The field mask become: "_(_(__XX))", meaning: skip the first field (fist), then enter the second field, then skip its first field (thumb), then enter its second (finger), then skip, skip, and finally copy and copy. Or the equivalent OCaml expression: [| Skip; Rec; Skip; Rec; Skip; Skip; Copy; Copy |].

So, back to our story: Ramen has the set of all paths needed from the parent, and must be able to compute the corresponding field mask. That is the task of the RamenFieldMaskLib module, starting with function fieldmask_of_operation, and this is needed every time the out_ref specification is needed: when updating the out_ref files of course, but also when generating the code to serialize values.

This serialization function used in a parent function must handle all possible field masks (as we do not want to recompile a running worker every time a new child is attached to it, each with its special needs). The crux of the code generator is a field mask crawler in CodeGen_OCaml.emit_for_serialized_fields. The generated code will take a fully fledged output value and a field mask and serialize only the requested subfield from that value.

For now, there is still a small but important operation to perform in the precompilation stage: that of computing the input type of each function. This is subtly different from the set of all paths, for two reasons:

  1. If all items of a compound value are selected then the whole value is selected rather than every individual items, simplifying the code to serialize a record;
  2. If a compound value is selected then there is no more need to also select any individual sub items.

Bindings

Code is generated for many small functions that receive some well-known variable as parameter. For instance, the function implementing the fast variant of the where clause receives the Param, Env, In, MergeGreatest and OutPrevious variables, which hold respectively the record with all program parameters, the record with all used environment variables, the input value, the largest value form the optional merge buffer and the latest output value.

Instead of hard-coding in the code generator how to access each of those variables, a more general stack of accessible values is passed around. Each item of this stack is composed of a pair of a RamenExpr.binding_key and whatever code is supposed to be equivalent to this value at runtime. A binding_key identifies either a variable, a subfield of a variable, or a given stateful expression internal state, or, as a special case, any other runtime identifier.

This stack is initialised with all accessible variables (and all the required internal states of all present stateful expressions) before calling the code generator for a given function.
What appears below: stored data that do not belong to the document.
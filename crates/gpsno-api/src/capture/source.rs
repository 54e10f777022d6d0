// ── Notification source ──
//
// The long-lived LISTEN connection. Abstracted so the receive loop can be
// exercised without a database.

use async_trait::async_trait;
use sqlx::PgPool;
use sqlx::postgres::PgListener;

use crate::error::Error;

/// A connection that delivers raw notification payloads.
#[async_trait]
pub trait NotificationSource: Send {
    /// Subscribe to `channel`.
    async fn listen(&mut self, channel: &str) -> Result<(), Error>;

    /// Wait for the next payload. A lost connection is reported as
    /// [`Error::ConnectionLost`] and is not retried here.
    async fn recv(&mut self) -> Result<String, Error>;

    /// Cheap round-trip to prove the connection is still alive.
    async fn ping(&mut self) -> Result<(), Error>;
}

/// `LISTEN` on a dedicated Postgres connection.
pub struct PgNotificationSource {
    listener: PgListener,
}

impl PgNotificationSource {
    /// Open a dedicated connection from `pool`'s connect options.
    pub async fn connect(pool: &PgPool) -> Result<Self, Error> {
        let listener = PgListener::connect_with(pool).await?;
        Ok(Self { listener })
    }
}

#[async_trait]
impl NotificationSource for PgNotificationSource {
    async fn listen(&mut self, channel: &str) -> Result<(), Error> {
        self.listener.listen(channel).await?;
        tracing::info!(channel, "listening for change notifications");
        Ok(())
    }

    async fn recv(&mut self) -> Result<String, Error> {
        match self.listener.try_recv().await {
            Ok(Some(notification)) => Ok(notification.payload().to_owned()),
            Ok(None) => Err(Error::ConnectionLost(
                "listening connection closed by server".into(),
            )),
            Err(e) => Err(Error::ConnectionLost(e.to_string())),
        }
    }

    async fn ping(&mut self) -> Result<(), Error> {
        sqlx::query("SELECT 1")
            .execute(&mut self.listener)
            .await
            .map_err(|e| Error::ConnectionLost(format!("liveness probe failed: {e}")))?;
        Ok(())
    }
}
// ── Trigger DDL ──
//
// One generic plpgsql function serializes the changed row into the
// notification envelope; each watched table gets an AFTER trigger that
// calls it. Both statements are re-runnable.

use async_trait::async_trait;
use sqlx::PgPool;

use crate::error::Error;

/// Notification channel shared by every watched table.
pub const DEFAULT_CHANNEL: &str = "table_changes";

/// Name of the generic trigger function.
pub const TRIGGER_FUNCTION: &str = "notify_table_change";

const MAX_IDENTIFIER_LEN: usize = 63;

/// Accept only plain, unquoted SQL identifiers (`[A-Za-z_][A-Za-z0-9_]*`).
pub fn validate_identifier(name: &str) -> Result<&str, Error> {
    let mut chars = name.chars();
    let valid_start = chars
        .next()
        .is_some_and(|c| c.is_ascii_alphabetic() || c == '_');
    let valid_rest = chars.all(|c| c.is_ascii_alphanumeric() || c == '_');

    if valid_start && valid_rest && name.len() <= MAX_IDENTIFIER_LEN {
        Ok(name)
    } else {
        Err(Error::InvalidIdentifier(name.to_owned()))
    }
}

/// `CREATE OR REPLACE` for the generic trigger function.
pub fn trigger_function_sql(channel: &str) -> Result<String, Error> {
    let channel = validate_identifier(channel)?;
    Ok(format!(
        r"CREATE OR REPLACE FUNCTION {TRIGGER_FUNCTION}() RETURNS trigger AS $$
DECLARE
    payload json;
BEGIN
    payload := json_build_object(
        'operation', TG_OP,
        'table', TG_TABLE_NAME,
        'old_data', CASE WHEN TG_OP IN ('UPDATE', 'DELETE') THEN row_to_json(OLD) ELSE NULL END,
        'new_data', CASE WHEN TG_OP IN ('INSERT', 'UPDATE') THEN row_to_json(NEW) ELSE NULL END,
        'timestamp', NOW()
    );
    PERFORM pg_notify('{channel}', payload::text);
    RETURN COALESCE(NEW, OLD);
END;
$$ LANGUAGE plpgsql;"
    ))
}

/// Drop-if-exists then create the per-table row trigger.
pub fn table_trigger_sql(table: &str) -> Result<String, Error> {
    let table = validate_identifier(table)?;
    Ok(format!(
        "DROP TRIGGER IF EXISTS {table}_change_trigger ON {table};\n\
         CREATE TRIGGER {table}_change_trigger \
         AFTER INSERT OR UPDATE OR DELETE ON {table} \
         FOR EACH ROW EXECUTE FUNCTION {TRIGGER_FUNCTION}();"
    ))
}

// ── Installer ────────────────────────────────────────────────────────

/// Installs the capture DDL. Failures here are fatal to startup.
#[async_trait]
pub trait TriggerInstaller: Send + Sync {
    async fn install_function(&self, channel: &str) -> Result<(), Error>;
    async fn install_trigger(&self, table: &str) -> Result<(), Error>;
}

/// Runs the DDL against a Postgres pool.
#[derive(Debug, Clone)]
pub struct PgTriggerInstaller {
    pool: PgPool,
}

impl PgTriggerInstaller {
    pub fn new(pool: PgPool) -> Self {
        Self { pool }
    }
}

#[async_trait]
impl TriggerInstaller for PgTriggerInstaller {
    async fn install_function(&self, channel: &str) -> Result<(), Error> {
        let sql = trigger_function_sql(channel)?;
        sqlx::raw_sql(&sql).execute(&self.pool).await?;
        tracing::info!(function = TRIGGER_FUNCTION, channel, "installed trigger function");
        Ok(())
    }

    async fn install_trigger(&self, table: &str) -> Result<(), Error> {
        let sql = table_trigger_sql(table)?;
        sqlx::raw_sql(&sql).execute(&self.pool).await?;
        tracing::info!(table, "installed change trigger");
        Ok(())
    }
}

#[cfg(test)]
#[allow(clippy::unwrap_used)]
mod tests {
    use super::*;

    #[test]
    fn identifiers() {
        assert!(validate_identifier("stations").is_ok());
        assert!(validate_identifier("_t2").is_ok());
        for bad in ["", "2t", "st ations", "t;drop", "a\"b", "ä"] {
            assert!(validate_identifier(bad).is_err(), "{bad:?}");
        }
        assert!(validate_identifier(&"x".repeat(64)).is_err());
    }

    #[test]
    fn table_trigger_is_idempotent_ddl() {
        let sql = table_trigger_sql("clusters").unwrap();
        assert!(sql.starts_with("DROP TRIGGER IF EXISTS clusters_change_trigger ON clusters;"));
        assert!(sql.contains(
            "CREATE TRIGGER clusters_change_trigger AFTER INSERT OR UPDATE OR DELETE ON clusters \
             FOR EACH ROW EXECUTE FUNCTION notify_table_change();"
        ));
    }

    #[test]
    fn function_notifies_on_channel() {
        let sql = trigger_function_sql(DEFAULT_CHANNEL).unwrap();
        assert!(sql.starts_with("CREATE OR REPLACE FUNCTION notify_table_change()"));
        assert!(sql.contains("pg_notify('table_changes', payload::text)"));
        assert!(sql.contains("'timestamp', NOW()"));
    }

    #[test]
    fn ddl_rejects_injection() {
        assert!(matches!(
            table_trigger_sql("x; DROP TABLE y"),
            Err(Error::InvalidIdentifier(_))
        ));
        assert!(trigger_function_sql("chan'nel").is_err());
    }
}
Provided all Path and Get expressions have been substituted with an equivalent Binding of binding_key expression, the AST walker can then retrieve any referenced object by looking it up in that stack. This substitution happens in CodeGen_OCaml.subst_fields_for_binding.
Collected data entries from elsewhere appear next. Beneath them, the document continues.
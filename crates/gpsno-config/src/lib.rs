//! Configuration for the gpsno sync service.
//!
//! One TOML file with a section per concern, layered with figment:
//! built-in defaults, then the file, then `GPSNO_<SECTION>__<KEY>`
//! environment variables (`GPSNO_BUS__HOST`, `GPSNO_DATABASE__PASSWORD`).
//! The converters at the bottom turn each section into the runtime config
//! the `gpsno-api` / `gpsno-core` types expect.

use std::path::{Path, PathBuf};
use std::time::Duration;

use directories::ProjectDirs;
use figment::{
    Figment,
    providers::{Env, Format, Serialized, Toml},
};
use secrecy::{ExposeSecret, SecretString};
use serde::{Deserialize, Serialize, Serializer};
use sqlx::postgres::{PgConnectOptions, PgSslMode};
use thiserror::Error;

use gpsno_api::{BatchConfig, CaptureConfig, InfluxConfig, QoS};
use gpsno_api::bus::{MqttConfig, ReconnectConfig};
use gpsno_core::SyncConfig;

/// Prefix of every environment override.
pub const ENV_PREFIX: &str = "GPSNO_";

/// Placeholder secrets serialize as.
pub const REDACTED: &str = "****";

const SSL_MODES: &[&str] = &[
    "disable",
    "allow",
    "prefer",
    "require",
    "verify-ca",
    "verify-full",
];

// ── Error ───────────────────────────────────────────────────────────

#[derive(Debug, Error)]
pub enum ConfigError {
    #[error("invalid {field}: {reason}")]
    Validation { field: String, reason: String },

    #[error("config file not found: {}", path.display())]
    NotFound { path: PathBuf },

    #[error("failed to serialize config: {0}")]
    Serialization(#[from] toml::ser::Error),

    #[error("config loading failed: {0}")]
    Figment(Box<figment::Error>),

    #[error("IO error: {0}")]
    Io(#[from] std::io::Error),
}

impl From<figment::Error> for ConfigError {
    fn from(err: figment::Error) -> Self {
        Self::Figment(Box::new(err))
    }
}

fn invalid(field: &str, reason: impl Into<String>) -> ConfigError {
    ConfigError::Validation {
        field: field.into(),
        reason: reason.into(),
    }
}

// ── TOML config structs ─────────────────────────────────────────────

/// Top-level configuration. Secrets serialize as [`REDACTED`], so a
/// serialized `Config` is safe to print but not to load back.
#[derive(Debug, Default, Deserialize, Serialize)]
pub struct Config {
    #[serde(default)]
    pub bus: BusSettings,

    #[serde(default)]
    pub database: DatabaseSettings,

    #[serde(default)]
    pub capture: CaptureSettings,

    #[serde(default)]
    pub service: ServiceSettings,

    /// Measurement ingest is disabled without this section.
    #[serde(default, skip_serializing_if = "Option::is_none")]
    pub influx: Option<InfluxSettings>,

    #[serde(default)]
    pub logging: LoggingSettings,
}

/// `[bus]`: the MQTT broker.
#[derive(Debug, Deserialize, Serialize)]
#[serde(default)]
pub struct BusSettings {
    pub host: String,
    pub port: u16,
    pub client_id: String,
    #[serde(skip_serializing_if = "Option::is_none")]
    pub username: Option<String>,
    #[serde(
        serialize_with = "redact_opt",
        skip_serializing_if = "Option::is_none"
    )]
    pub password: Option<SecretString>,
    /// Root of the topic tree.
    pub base_topic: String,
    /// 0, 1 or 2.
    pub qos: u8,
    pub keep_alive_secs: u64,
    pub clean_session: bool,
    pub publish_timeout_secs: u64,
    pub reconnect_initial_ms: u64,
    pub reconnect_max_secs: u64,
}

impl Default for BusSettings {
    fn default() -> Self {
        Self {
            host: "localhost".into(),
            port: 1883,
            client_id: "gpsno-sync".into(),
            username: None,
            password: None,
            base_topic: gpsno_core::config::DEFAULT_BASE_TOPIC.into(),
            qos: 1,
            keep_alive_secs: 30,
            clean_session: true,
            publish_timeout_secs: 5,
            reconnect_initial_ms: 1000,
            reconnect_max_secs: 30,
        }
    }
}

/// `[database]`: Postgres, for both queries and change capture.
#[derive(Debug, Deserialize, Serialize)]
#[serde(default)]
pub struct DatabaseSettings {
    pub host: String,
    pub port: u16,
    pub user: String,
    #[serde(
        serialize_with = "redact_opt",
        skip_serializing_if = "Option::is_none"
    )]
    pub password: Option<SecretString>,
    pub database: String,
    /// One of `disable`, `allow`, `prefer`, `require`, `verify-ca`,
    /// `verify-full`.
    pub ssl_mode: String,
    pub max_connections: u32,
    /// Notification channel the triggers publish on.
    pub channel: String,
}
Beware that this stack is classically called the "environment" (~env named parameter), not to be confused with the UNIX process environment available via the Env variable.

This process or substitution from Path and Get expressions to bindings, then building the environment stack, and looking up in that stack how to actually transpose each access into concrete code, can look convoluted compared to hard-coding how to access each possible Path and Get expressions, but once the machinery is in place it is conceptually simpler, and allows an interesting trick: local opening of records.

Indeed, as soon as a record field value is known, a reference to it is pushed onto the environment stack (and popped after the record has been compiled) so that the following expressions can refer to it by name. This allows to write such things as:

SELECT 42 AS foo, foo+1 AS bar

...where at the location where bar is computed a binding to foo is present in the stack (may be shadowing another foo defined earlier).

Conclusion

Of course many things have not been covered by this short post, especially with regard to code generation, but at least these simple explanations will highlight some useful milestones and help the adventurous hacker to get the gist of some of the most obscure expressions.